▶ [BRIEF]
Retype word for word the lines of the data below, from the first to the one bearing "Outcome of one", with that one included.

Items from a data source
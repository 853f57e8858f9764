use std::any::{type_name, TypeId};
use std::sync::Arc;

use dashmap::DashMap;
use log::{debug, error, info, warn};
use serde::{Deserialize, Serialize};
use smallvec::SmallVec;

use crate::error::{BusError, Result};
use crate::weakbus::config::{BusConfig, ErrorPolicy};
use crate::weakbus::subscription::{LivenessToken, WeakSubscription};
use crate::weakbus::topics::{Detached, Topic};
use crate::weakbus::types::{HandlerResult, Message, SubscriptionId, TopicKey};

/// Outcome of one `publish` call
#[derive(Debug, Clone, Copy, Default, PartialEq, Eq)]
pub struct Delivery {
    /// Handlers that ran successfully
    pub delivered: usize,
    /// Dead subscriptions removed from the topic
    pub pruned: usize,
    /// Handlers that failed and were skipped (isolate policy only)
    pub failed: usize,
}

#[derive(Debug, Clone, PartialEq, Eq, Serialize, Deserialize)]
pub struct TopicStats {
    pub type_name: String,
    pub subscribers: usize,
    pub alive: usize,
}

/// Snapshot of all topics of a bus
#[derive(Debug, Clone, Default, PartialEq, Eq, Serialize, Deserialize)]
pub struct BusStats {
    pub name: String,
    pub topics: Vec<TopicStats>,
}

impl BusStats {
    pub fn to_json(&self) -> Result<String> {
        Ok(serde_json::to_string_pretty(self)?)
    }
}

/// Routes messages to subscribers by the exact type of the message.
///
/// Subscribers are held weakly. A subscriber whose receiver has been dropped
/// stays in its topic until the next `publish` of that type removes it.
///
/// The bus never holds a lock while a handler runs, so handlers may publish,
/// subscribe or remove topics on the same bus.
pub struct MessageBus {
    topics: DashMap<TopicKey, Topic>,
    config: BusConfig,
}

impl Default for MessageBus {
    fn default() -> Self {
        Self::new()
    }
}

impl MessageBus {
    pub fn new() -> Self {
        Self::with_config(BusConfig::default())
    }

    pub fn with_config(config: BusConfig) -> Self {
        info!("Creating message bus {} ({:?})", config.name, config.error_policy);
        Self {
            topics: DashMap::new(),
            config,
        }
    }

    pub fn config(&self) -> &BusConfig {
        &self.config
    }

    /// Subscribes a free function to messages of type `T`
    pub fn subscribe<T, F>(&self, handler: F) -> SubscriptionId
    where
        T: Message,
        F: Fn(&T) -> HandlerResult + Send + Sync + 'static,
    {
        self.subscribe_with(WeakSubscription::free(handler))
    }

    /// Subscribes `handler` bound to `receiver`; the bus keeps only a weak reference to it
    pub fn subscribe_bound<T, R, F>(&self, receiver: &Arc<R>, handler: F) -> SubscriptionId
    where
        T: Message,
        R: ?Sized + Send + Sync + 'static,
        F: Fn(&R, &T) -> HandlerResult + Send + Sync + 'static,
    {
        self.subscribe_with(WeakSubscription::bound(receiver, handler))
    }

    /// Subscribes `handler` for as long as `token` (or a clone of it) exists
    pub fn subscribe_guarded<T, F>(&self, token: &LivenessToken, handler: F) -> SubscriptionId
    where
        T: Message,
        F: Fn(&T) -> HandlerResult + Send + Sync + 'static,
    {
        self.subscribe_with(WeakSubscription::guarded(token, handler))
    }

    /// Appends a prepared subscription to the topic of `T`, creating the topic if needed
    pub fn subscribe_with<T: Message>(&self, subscription: WeakSubscription<T>) -> SubscriptionId {
        let id = subscription.id();
        let name = type_name::<T>();

        let rejected = {
            let mut topic = self.topics.entry(TypeId::of::<T>()).or_insert_with(|| {
                info!("Creating topic {}", name);
                Topic::new::<T>()
            });
            let pushed = topic.push(subscription);
            debug!("Added subscription {} to topic {} ({} subscribers)", id, name, topic.len());
            pushed.err()
        };
        // Dropped outside the shard lock
        drop(rejected);
        id
    }

    /// Delivers `message` to every live subscriber of `T`, in registration order.
    ///
    /// Subscribers found dead along the way are removed from the topic.
    /// Publishing a type nobody subscribed to is a no-op.
    pub fn publish<T: Message>(&self, message: &T) -> Result<Delivery> {
        let key = TypeId::of::<T>();
        let name = type_name::<T>();

        let subscribers = match self.topics.get(&key) {
            Some(topic) => topic.snapshot::<T>(),
            None => {
                debug!("No topic for {}, nothing to publish", name);
                return Ok(Delivery::default());
            }
        };
        debug!("Publishing {} to {} subscribers", name, subscribers.len());

        let mut delivery = Delivery::default();
        let mut dead: SmallVec<[SubscriptionId; 4]> = SmallVec::new();
        let mut failure = None;

        for subscription in subscribers.iter() {
            match subscription.invoke(message) {
                Ok(true) => delivery.delivered += 1,
                Ok(false) => dead.push(subscription.id()),
                Err(e) => match self.config.error_policy {
                    ErrorPolicy::FailFast => {
                        warn!("Handler {} for {} failed, aborting publish: {}", subscription.id(), name, e);
                        failure = Some(e);
                        break;
                    }
                    ErrorPolicy::Isolate => {
                        error!("Handler {} for {} failed: {}", subscription.id(), name, e);
                        delivery.failed += 1;
                    }
                },
            }
        }

        if !dead.is_empty() {
            delivery.pruned = self.prune(key, name, &dead);
        }

        match failure {
            Some(source) => Err(BusError::handler(name, source)),
            None => {
                debug!("Published {}: {:?}", name, delivery);
                Ok(delivery)
            }
        }
    }

    /// Deletes the topic of `T` with all of its subscriptions, alive or not.
    ///
    /// Returns whether the topic existed.
    pub fn remove_topic<T: Message>(&self) -> bool {
        let name = type_name::<T>();
        match self.topics.remove(&TypeId::of::<T>()) {
            Some((_, topic)) => {
                info!("Removed topic {} with {} subscriptions", name, topic.len());
                true
            }
            None => {
                debug!("Topic {} not found for removal", name);
                false
            }
        }
    }

    /// Removes a single subscription from the topic of `T`
    pub fn unsubscribe<T: Message>(&self, id: SubscriptionId) -> bool {
        let key = TypeId::of::<T>();
        let detached = match self.topics.get_mut(&key) {
            Some(mut topic) => topic.remove_ids(&[id]),
            None => Detached::new(),
        };
        let removed = !detached.is_empty();
        // The shard lock is released, destructors of the removed handler may use the bus
        drop(detached);

        if removed {
            debug!("Unsubscribed {} from topic {}", id, type_name::<T>());
            self.drop_if_empty(key, type_name::<T>());
        } else {
            debug!("Subscription {} not found in topic {}", id, type_name::<T>());
        }
        removed
    }

    /// Stored subscriptions of `T`, including dead ones not yet pruned
    pub fn subscriber_count<T: Message>(&self) -> usize {
        self.topics.get(&TypeId::of::<T>()).map_or(0, |topic| topic.len())
    }

    /// Subscriptions of `T` whose receiver is still alive
    pub fn alive_count<T: Message>(&self) -> usize {
        self.topics.get(&TypeId::of::<T>()).map_or(0, |topic| topic.alive())
    }

    pub fn has_topic<T: Message>(&self) -> bool {
        self.topics.contains_key(&TypeId::of::<T>())
    }

    pub fn topic_count(&self) -> usize {
        self.topics.len()
    }

    pub fn stats(&self) -> BusStats {
        let mut topics: Vec<TopicStats> = self
            .topics
            .iter()
            .map(|entry| TopicStats {
                type_name: entry.value().type_name().to_string(),
                subscribers: entry.value().len(),
                alive: entry.value().alive(),
            })
            .collect();
        topics.sort_by(|a, b| a.type_name.cmp(&b.type_name));

        BusStats {
            name: self.config.name.clone(),
            topics,
        }
    }

    fn prune(&self, key: TopicKey, name: &'static str, dead: &[SubscriptionId]) -> usize {
        let detached = match self.topics.get_mut(&key) {
            Some(mut topic) => topic.remove_ids(dead),
            // Topic was removed by a handler during this publish
            None => Detached::new(),
        };
        let removed = detached.len();
        drop(detached);
        debug!("Pruned {} dead subscriptions from topic {}", removed, name);

        self.drop_if_empty(key, name);
        removed
    }

    fn drop_if_empty(&self, key: TopicKey, name: &'static str) {
        if !self.config.drop_empty_topics {
            return;
        }
        if self.topics.remove_if(&key, |_, topic| topic.is_empty()).is_some() {
            info!("Removed empty topic {}", name);
        }
    }
}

▶ [RESPONSE AREA]
repository 853f57e8858f9764
use std::any::{type_name, TypeId};
use std::sync::Arc;

use dashmap::DashMap;
use log::{debug, error, info, warn};
use serde::{Deserialize, Serialize};
use smallvec::SmallVec;

use crate::error::{BusError, Result};
use crate::weakbus::config::{BusConfig, ErrorPolicy};
use crate::weakbus::subscription::{LivenessToken, WeakSubscription};
use crate::weakbus::topics::{Detached, Topic};
use crate::weakbus::types::{HandlerResult, Message, SubscriptionId, TopicKey};

/// Outcome of one `publish` call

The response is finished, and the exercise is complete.